Karpathy named agentic engineering. we built the company that runs it.
karpathy gave the thing a name. at sequoia ascent he split it clean:
“Vibe coding raises the floor. It lets almost anyone create software by describing what they want… Agentic engineering raises the ceiling. It is the professional discipline of coordinating fallible agents while preserving correctness, security, taste, and maintainability.”
the floor is for everyone. the ceiling is a job. and the job isn’t writing code anymore.
scaffolding was never the hard part. the eval loop is. and the writer can’t grade its own work.
what he actually named
agentic engineering isn’t vibe coding with a bigger model. it’s a discipline. karpathy lists what the work actually is:
“The agentic engineer does not blindly accept generated code.

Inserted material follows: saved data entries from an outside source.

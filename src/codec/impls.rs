//! [`NodeValue`] for std types.
//!
//! - scalars are leaves;
//! - `Option<T>` is an indirection, `Box<T>` and `&mut T` are transparent;
//! - `Arc<T>` / `Rc<T>` are transparent for reading and writable only while
//!   uniquely owned; `&T` is read-only;
//! - `Vec<T>` is a sequence, `HashMap` / `BTreeMap` are mappings keyed by any
//!   [`Primitive`];
//! - channel endpoints are unsupported;
//! - `serde_json::Value` can be encoded but not decoded into.

use super::{IndirectNode, MappingNode, NodeMut, NodeRef, NodeValue, Primitive, SequenceNode};
use crate::error::Error;
use crate::path;
use std::collections::{BTreeMap, HashMap};
use std::hash::{BuildHasher, Hash};
use std::rc::Rc;
use std::sync::mpsc::{Receiver, Sender, SyncSender};
use std::sync::Arc;
use std::time::Duration;

macro_rules! leaf_node {
    ($($ty:ty),* $(,)?) => {
        $(
            impl NodeValue for $ty {
                fn as_node(&self) -> NodeRef<'_> {
                    NodeRef::Leaf(self.to_leaf())
                }

                fn as_node_mut(&mut self) -> NodeMut<'_> {
                    NodeMut::Leaf(self)
                }

                fn reset(&mut self) {
                    *self = Default::default();
                }
            }
        )*
    };
}

leaf_node!(
    i8, i16, i32, i64, i128, isize, u8, u16, u32, u64, u128, usize, f32, f64, bool, char, String,
    Duration,
);

impl<T: NodeValue + Default> NodeValue for Option<T> {
    fn as_node(&self) -> NodeRef<'_> {
        NodeRef::Indirect(self.as_ref().map(|v| v as &dyn NodeValue))
    }

    fn as_node_mut(&mut self) -> NodeMut<'_> {
        NodeMut::Indirect(self)
    }

    fn reset(&mut self) {
        *self = None;
    }
}

impl<T: NodeValue + Default> IndirectNode for Option<T> {
    fn get_or_insert(&mut self) -> &mut dyn NodeValue {
        self.get_or_insert_with(T::default)
    }

    fn clear(&mut self) {
        *self = None;
    }
}

impl<T: NodeValue + ?Sized> NodeValue for Box<T> {
    fn as_node(&self) -> NodeRef<'_> {
        (**self).as_node()
    }

    fn as_node_mut(&mut self) -> NodeMut<'_> {
        (**self).as_node_mut()
    }

    fn reset(&mut self) {
        (**self).reset()
    }
}

impl<T: NodeValue + ?Sized> NodeValue for &mut T {
    fn as_node(&self) -> NodeRef<'_> {
        (**self).as_node()
    }

    fn as_node_mut(&mut self) -> NodeMut<'_> {
        (**self).as_node_mut()
    }

    fn reset(&mut self) {
        (**self).reset()
    }
}

impl<T: NodeValue + ?Sized> NodeValue for &T {
    fn as_node(&self) -> NodeRef<'_> {
        (**self).as_node()
    }

    fn as_node_mut(&mut self) -> NodeMut<'_> {
        NodeMut::Shared("shared reference")
    }

    fn reset(&mut self) {}
}

impl<T: NodeValue + ?Sized> NodeValue for Arc<T> {
    fn as_node(&self) -> NodeRef<'_> {
        (**self).as_node()
    }

    fn as_node_mut(&mut self) -> NodeMut<'_> {
        match Arc::get_mut(self) {
            Some(inner) => inner.as_node_mut(),
            None => NodeMut::Shared("Arc with other owners"),
        }
    }

    fn reset(&mut self) {
        if let Some(inner) = Arc::get_mut(self) {
            inner.reset();
        }
    }
}

impl<T: NodeValue + ?Sized> NodeValue for Rc<T> {
    fn as_node(&self) -> NodeRef<'_> {
        (**self).as_node()
    }

    fn as_node_mut(&mut self) -> NodeMut<'_> {
        match Rc::get_mut(self) {
            Some(inner) => inner.as_node_mut(),
            None => NodeMut::Shared("Rc with other owners"),
        }
    }

    fn reset(&mut self) {
        if let Some(inner) = Rc::get_mut(self) {
            inner.reset();
        }
    }
}

impl<T: NodeValue + Default> NodeValue for Vec<T> {
    fn as_node(&self) -> NodeRef<'_> {
        NodeRef::Sequence(self)
    }

    fn as_node_mut(&mut self) -> NodeMut<'_> {
        NodeMut::Sequence(self)
    }

    fn reset(&mut self) {
        self.clear();
    }
}

impl<T: NodeValue + Default> SequenceNode for Vec<T> {
    fn len(&self) -> usize {
        Vec::len(self)
    }

    fn element(&self, index: usize) -> Option<&dyn NodeValue> {
        self.get(index).map(|v| v as &dyn NodeValue)
    }

    fn element_mut(&mut self, index: usize) -> Option<&mut dyn NodeValue> {
        self.get_mut(index).map(|v| v as &mut dyn NodeValue)
    }

    fn reset_len(&mut self, len: usize) {
        self.clear();
        self.resize_with(len, T::default);
    }
}

/// Parse the map key named by the last segment of `child_key`.
fn map_key<K: Primitive>(child_key: &str) -> Result<K, Error> {
    K::from_leaf(path::last_segment(child_key)).map_err(|e| Error::parse(child_key, e))
}

impl<K, V, S> NodeValue for HashMap<K, V, S>
where
    K: Primitive + Eq + Hash,
    V: NodeValue + Default,
    S: BuildHasher + Default,
{
    fn as_node(&self) -> NodeRef<'_> {
        NodeRef::Mapping(self)
    }

    fn as_node_mut(&mut self) -> NodeMut<'_> {
        NodeMut::Mapping(self)
    }

    fn reset(&mut self) {
        self.clear();
    }
}

impl<K, V, S> MappingNode for HashMap<K, V, S>
where
    K: Primitive + Eq + Hash,
    V: NodeValue + Default,
    S: BuildHasher,
{
    fn len(&self) -> usize {
        HashMap::len(self)
    }

    /// Sorted by rendered key so writes happen in a stable order.
    fn entries(&self) -> Vec<(String, &dyn NodeValue)> {
        let mut entries: Vec<(String, &dyn NodeValue)> = self
            .iter()
            .map(|(k, v)| (k.to_leaf(), v as &dyn NodeValue))
            .collect();
        entries.sort_by(|a, b| a.0.cmp(&b.0));
        entries
    }

    fn insert_with(
        &mut self,
        child_key: &str,
        fill: &mut dyn FnMut(&mut dyn NodeValue) -> Result<(), Error>,
    ) -> Result<(), Error> {
        let key = map_key::<K>(child_key)?;
        let mut value = V::default();
        fill(&mut value)?;
        self.insert(key, value);
        Ok(())
    }
}

impl<K, V> NodeValue for BTreeMap<K, V>
where
    K: Primitive + Ord,
    V: NodeValue + Default,
{
    fn as_node(&self) -> NodeRef<'_> {
        NodeRef::Mapping(self)
    }

    fn as_node_mut(&mut self) -> NodeMut<'_> {
        NodeMut::Mapping(self)
    }

    fn reset(&mut self) {
        self.clear();
    }
}

impl<K, V> MappingNode for BTreeMap<K, V>
where
    K: Primitive + Ord,
    V: NodeValue + Default,
{
    fn len(&self) -> usize {
        BTreeMap::len(self)
    }

    fn entries(&self) -> Vec<(String, &dyn NodeValue)> {
        self.iter()
            .map(|(k, v)| (k.to_leaf(), v as &dyn NodeValue))
            .collect()
    }

    fn insert_with(
        &mut self,
        child_key: &str,
        fill: &mut dyn FnMut(&mut dyn NodeValue) -> Result<(), Error>,
    ) -> Result<(), Error> {
        let key = map_key::<K>(child_key)?;
        let mut value = V::default();
        fill(&mut value)?;
        self.insert(key, value);
        Ok(())
    }
}

macro_rules! unsupported_node {
    ($kind:literal => $($ty:ty),* $(,)?) => {
        $(
            impl<T> NodeValue for $ty {
                fn as_node(&self) -> NodeRef<'_> {
                    NodeRef::Unsupported($kind)
                }

                fn as_node_mut(&mut self) -> NodeMut<'_> {
                    NodeMut::Unsupported($kind)
                }

                fn reset(&mut self) {}
            }
        )*
    };
}

unsupported_node!("channel" => Sender<T>, SyncSender<T>, Receiver<T>);

impl NodeValue for serde_json::Value {
    fn as_node(&self) -> NodeRef<'_> {
        use serde_json::Value;
        match self {
            Value::Null => NodeRef::Indirect(None),
            Value::Bool(b) => NodeRef::Leaf(b.to_string()),
            Value::Number(n) => NodeRef::Leaf(n.to_string()),
            Value::String(s) => NodeRef::Leaf(s.clone()),
            Value::Array(items) => NodeRef::Sequence(items),
            Value::Object(map) => NodeRef::Mapping(map),
        }
    }

    fn as_node_mut(&mut self) -> NodeMut<'_> {
        NodeMut::Unsupported("untyped JSON value")
    }

    fn reset(&mut self) {
        *self = serde_json::Value::Null;
    }
}

impl MappingNode for serde_json::Map<String, serde_json::Value> {
    fn len(&self) -> usize {
        serde_json::Map::len(self)
    }

    fn entries(&self) -> Vec<(String, &dyn NodeValue)> {
        self.iter()
            .map(|(k, v)| (k.clone(), v as &dyn NodeValue))
            .collect()
    }

    fn insert_with(
        &mut self,
        child_key: &str,
        fill: &mut dyn FnMut(&mut dyn NodeValue) -> Result<(), Error>,
    ) -> Result<(), Error> {
        let mut value = serde_json::Value::Null;
        fill(&mut value)?;
        self.insert(path::last_segment(child_key).to_string(), value);
        Ok(())
    }
}
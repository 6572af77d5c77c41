use serde::Serialize;
use uuid::Uuid;

use crate::model::JobStatus;

/// Domain events published after a successful write. Messaging and push
/// collaborators subscribe; nothing inside the engine depends on delivery.
#[derive(Debug, Clone, PartialEq, Serialize)]
#[serde(tag = "type", rename_all = "snake_case")]
pub enum DispatchEvent {
    BiddingOpened {
        job_id: Uuid,
    },
    BidSubmitted {
        job_id: Uuid,
        bid_id: Uuid,
    },
    JobAssigned {
        job_id: Uuid,
        bid_id: Option<Uuid>,
        vendor_id: Uuid,
        vendor_name: String,
        vendor_phone: String,
        final_price: Option<f64>,
    },
    StatusChanged {
        job_id: Uuid,
        from: JobStatus,
        to: JobStatus,
    },
    JobCancelled {
        job_id: Uuid,
    },
}

impl DispatchEvent {
    pub fn job_id(&self) -> Uuid {
        match self {
            DispatchEvent::BiddingOpened { job_id }
            | DispatchEvent::BidSubmitted { job_id, .. }
            | DispatchEvent::JobAssigned { job_id, .. }
            | DispatchEvent::StatusChanged { job_id, .. }
            | DispatchEvent::JobCancelled { job_id } => *job_id,
        }
    }
}
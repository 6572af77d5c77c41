use chrono::{DateTime, Utc};
use serde::Serialize;
use uuid::Uuid;

use crate::model::address::Coordinate;

#[derive(Debug, Clone, Copy, Default, PartialEq, Eq, Serialize)]
#[serde(rename_all = "camelCase")]
pub struct VendorCapabilities {
    pub towing: bool,
    pub jump_start: bool,
    pub lockout: bool,
    pub tire_change: bool,
    pub fuel_delivery: bool,
}

/// Canonical vendor record. `phone` is the natural key.
#[derive(Debug, Clone, PartialEq, Serialize)]
#[serde(rename_all = "camelCase")]
pub struct Vendor {
    pub id: Uuid,
    pub name: String,
    pub phone: String,
    pub city: Option<String>,
    pub coordinate: Option<Coordinate>,
    pub service_radius_km: Option<f64>,
    pub capabilities: VendorCapabilities,
    pub created_at: DateTime<Utc>,
}

impl Vendor {
    /// Minimal record created the first time a phone number wins a job.
    pub fn shell(id: Uuid, name: String, phone: String, created_at: DateTime<Utc>) -> Self {
        Self {
            id,
            name,
            phone,
            city: None,
            coordinate: None,
            service_radius_km: None,
            capabilities: VendorCapabilities::default(),
            created_at,
        }
    }
}

/// Reduce a phone number to its digits, keeping a leading `+`.
pub fn normalize_phone(raw: &str) -> Option<String> {
    let trimmed = raw.trim();
    let digits: String = trimmed.chars().filter(|c| c.is_ascii_digit()).collect();
    if digits.is_empty() {
        return None;
    }
    if trimmed.starts_with('+') {
        Some(format!("+{}", digits))
    } else {
        Some(digits)
    }
}
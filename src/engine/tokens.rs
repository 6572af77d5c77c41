use serde::Serialize;
use uuid::Uuid;

use crate::engine::DispatchEngine;
use crate::error::{DispatchError, RejectReason, Result};
use crate::events::DispatchEvent;
use crate::model::{Capability, CapabilityRole, Job, JobStatus};
use crate::store::{JobGuard, JobPatch, RevokeScope};

/// Derives the public links handed out when bidding opens.
#[derive(Debug, Clone)]
pub struct LinkBuilder {
    base: String,
}

impl LinkBuilder {
    pub fn new(base: impl Into<String>) -> Self {
        let base = base.into();
        Self {
            base: base.trim_end_matches('/').to_string(),
        }
    }

    /// Status-tracking page keyed by job id; safe to share broadly.
    pub fn status_url(&self, job_id: Uuid) -> String {
        format!("{}/track/{}", self.base, job_id)
    }

    pub fn vendor_link(&self, token: &str) -> String {
        format!("{}/bid/{}", self.base, token)
    }

    pub fn customer_link(&self, token: &str) -> String {
        format!("{}/choose/{}", self.base, token)
    }

    /// Links for the tokens currently on `job`, or `None` if bidding was
    /// never opened.
    pub fn for_job(&self, job: &Job) -> Option<BiddingLinks> {
        let vendor_token = job.vendor_token.as_ref()?;
        let customer_token = job.customer_token.as_ref()?;
        Some(BiddingLinks {
            job_id: job.id,
            status_url: self.status_url(job.id),
            vendor_link: self.vendor_link(vendor_token),
            customer_link: self.customer_link(customer_token),
            vendor_token: vendor_token.clone(),
            customer_token: customer_token.clone(),
            bidding_open: job.bidding_open,
        })
    }
}

#[derive(Debug, Clone, PartialEq, Eq, Serialize)]
#[serde(rename_all = "camelCase")]
pub struct BiddingLinks {
    pub job_id: Uuid,
    pub status_url: String,
    pub vendor_link: String,
    pub customer_link: String,
    pub vendor_token: String,
    pub customer_token: String,
    pub bidding_open: bool,
}

impl DispatchEngine {
    /// Open `job_id` for bids: mint fresh vendor and customer capabilities,
    /// store them on the job and set `biddingOpen`.
    ///
    /// Calling it again re-mints both tokens; links handed out earlier stop
    /// working. Concurrent callers race on the same write and the last one
    /// to land owns the job's links.
    pub async fn open_bidding(&self, job_id: Uuid) -> Result<BiddingLinks> {
        let job = self.get_job(job_id).await?;
        if job.cancelled {
            return Err(DispatchError::conflict(
                "job is cancelled",
                RejectReason::JobCancelled,
            ));
        }
        if job.status != JobStatus::Unassigned {
            return Err(DispatchError::conflict(
                format!("job is already {}", job.status),
                RejectReason::AlreadyAssigned,
            ));
        }

        let now = self.clock.now();
        let vendor = Capability::mint(job_id, CapabilityRole::Vendor, now);
        let customer = Capability::mint(job_id, CapabilityRole::Customer, now);
        let patch = JobPatch {
            vendor_token: Some(Some(vendor.token.clone())),
            customer_token: Some(Some(customer.token.clone())),
            bidding_open: Some(true),
            ..Default::default()
        };

        let updated = self
            .store
            .compare_and_swap(job_id, &JobGuard::in_status(JobStatus::Unassigned), &patch)
            .await?
            .ok_or_else(|| {
                DispatchError::conflict(
                    "job left Unassigned while bidding was opening",
                    RejectReason::AlreadyAssigned,
                )
            })?;

        self.store.put_capability(vendor).await?;
        self.store.put_capability(customer).await?;
        let revoked = self
            .store
            .revoke_capabilities(job_id, RevokeScope::Superseded)
            .await?;

        tracing::info!(job_id = %job_id, revoked, "Bidding opened");
        self.publish(DispatchEvent::BiddingOpened { job_id });

        self.links
            .for_job(&updated)
            .ok_or_else(|| DispatchError::Internal("minted tokens missing from job".to_string()))
    }

    /// Links for the tokens currently on the job.
    pub async fn links(&self, job_id: Uuid) -> Result<BiddingLinks> {
        let job = self.get_job(job_id).await?;
        self.links.for_job(&job).ok_or_else(|| {
            DispatchError::NotFound(format!("bidding was never opened for job {}", job_id))
        })
    }

    /// Resolve a token to its capability and job.
    ///
    /// The token must be known, carry `role`, and still be the token stored
    /// on the job; superseded tokens resolve as not found. Revoked-but-current
    /// capabilities are returned so callers can answer with a conflict.
    pub async fn resolve_capability(
        &self,
        token: &str,
        role: CapabilityRole,
    ) -> Result<(Capability, Job)> {
        let not_found = || DispatchError::NotFound(format!("{} link", role));

        let capability = self
            .store
            .get_capability(token)
            .await?
            .filter(|c| c.role == role)
            .ok_or_else(not_found)?;
        let job = self
            .store
            .get_job(capability.job_id)
            .await?
            .ok_or_else(not_found)?;

        let current = match role {
            CapabilityRole::Vendor => job.vendor_token.as_deref(),
            CapabilityRole::Customer => job.customer_token.as_deref(),
        };
        if current != Some(token) {
            return Err(not_found());
        }
        Ok((capability, job))
    }

    /// Job summary for the vendor bid form.
    pub async fn vendor_view(&self, vendor_token: &str) -> Result<Job> {
        let (_, job) = self
            .resolve_capability(vendor_token, CapabilityRole::Vendor)
            .await?;
        Ok(job)
    }
}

They design specs, supervise plans, inspect diffs, write tests, create evaluation loops, manage permissions, isolate worktrees, and preserve quality.”
read that list again. none of it is typing code. the human moved up a layer: you specify, you supervise, you verify. the agent generates. and what gets scarce is the part you can’t hand off:
“You can outsource your thinking, but you can’t outsource your understanding.”
code generation is the cheap part now. taste, eval design, system boundaries, orchestration. that’s the scarce part. that’s the job.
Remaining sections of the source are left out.